Internet-connected toys and devices. The updates emphasize that COPPA doesn’t apply only to websites and mobile apps. The guidance also adds internet-connected toys and devices intended for children, which may collect personal information, including voice recordings and geolocation data, to the products covered by COPPA.
New data collection methods. New data collection technology could affect a company’s COPPA obligations. For example, voice-activated devices are increasingly being used to collect personal information, and companies that sell or incorporate these devices into their products may need to consider whether COPPA applies and to review and update their compliance efforts.
New methods for parental consent. The updated revised plan recognizes two recently approved methods for securing parental consent before collecting personal information online from children under 13: asking knowledge-based authentication questions and using facial recognition to get a match with a verified photo ID.

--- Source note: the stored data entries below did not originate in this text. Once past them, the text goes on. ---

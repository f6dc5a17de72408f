//! Application orchestration: startup, signal handling, shutdown cascade.

use crate::config::Config;
use crate::error::{Error, Result};
use crate::monitor::EnvMonitor;
use signal_hook::consts::{SIGINT, SIGTERM};
use signal_hook::iterator::Signals;
use std::sync::atomic::{AtomicBool, Ordering};
use std::sync::Arc;
use std::time::Duration;

pub struct App {
    monitor: EnvMonitor,
    shutdown: Arc<AtomicBool>,
}

impl App {
    /// Start every component; any failure here aborts startup.
    pub fn new(config: Config) -> Result<Self> {
        log::info!(
            "site {} ({}) at {:.4} E {:.4} N, {} m",
            config.site.name,
            config.site.device_id,
            config.site.longitude,
            config.site.latitude,
            config.site.altitude
        );
        let monitor = EnvMonitor::start(config)?;
        Ok(Self {
            monitor,
            shutdown: Arc::new(AtomicBool::new(false)),
        })
    }

    /// Block until SIGINT/SIGTERM, then run the shutdown cascade.
    pub fn run(&mut self) -> Result<()> {
        let mut signals = Signals::new([SIGINT, SIGTERM])
            .map_err(|e| Error::Other(format!("signal handler: {}", e)))?;
        let flag = Arc::clone(&self.shutdown);
        let handle = signals.handle();
        let watcher = std::thread::Builder::new()
            .name("signals".to_string())
            .spawn(move || {
                for signal in signals.forever() {
                    log::info!("received signal {}, shutting down", signal);
                    flag.store(true, Ordering::Relaxed);
                    break;
                }
            })
            .map_err(|e| Error::Other(format!("spawn signals: {}", e)))?;

        log::info!("daemon goes running");
        let mut ticks = 0u32;
        while !self.shutdown.load(Ordering::Relaxed) {
            std::thread::sleep(Duration::from_millis(200));
            ticks += 1;
            if ticks % 1500 == 0 {
                // five-minute heartbeat with the schedule phase
                log::debug!("observation phase: {:?}", self.monitor.phase());
            }
        }

        handle.close();
        let _ = watcher.join();
        self.monitor.stop();
        log::info!("daemon stopped");
        Ok(())
    }
}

Compliance. The FTC has already demonstrated that businesses could pay a hefty price for COPPA violations. In December 2016 settlements with the agency, two developers of mobile apps for children paid a total of $360,000 in civil penalties for violating the privacy of children under age 13. LAI Systems LLC paid a $60,000 civil penalty, and Retro Dreamer paid $300,000. The FTC maintained the developers’ apps for children violated COPPA because the apps let third-party advertisers collect personal information to create targeted advertising for the app based on users’ activity over time and across sites. The FTC accused the app makers of failing to tell third-party advertisers that the apps are made for children and failing to require the advertisers to refrain from child-targeted advertising.
To help businesses determine and meet their obligations under COPPA, the FTC updated and reissued its “Six-Step Compliance Plan for Your Business” to reflect the new developments in products, data collection technology and parental consent.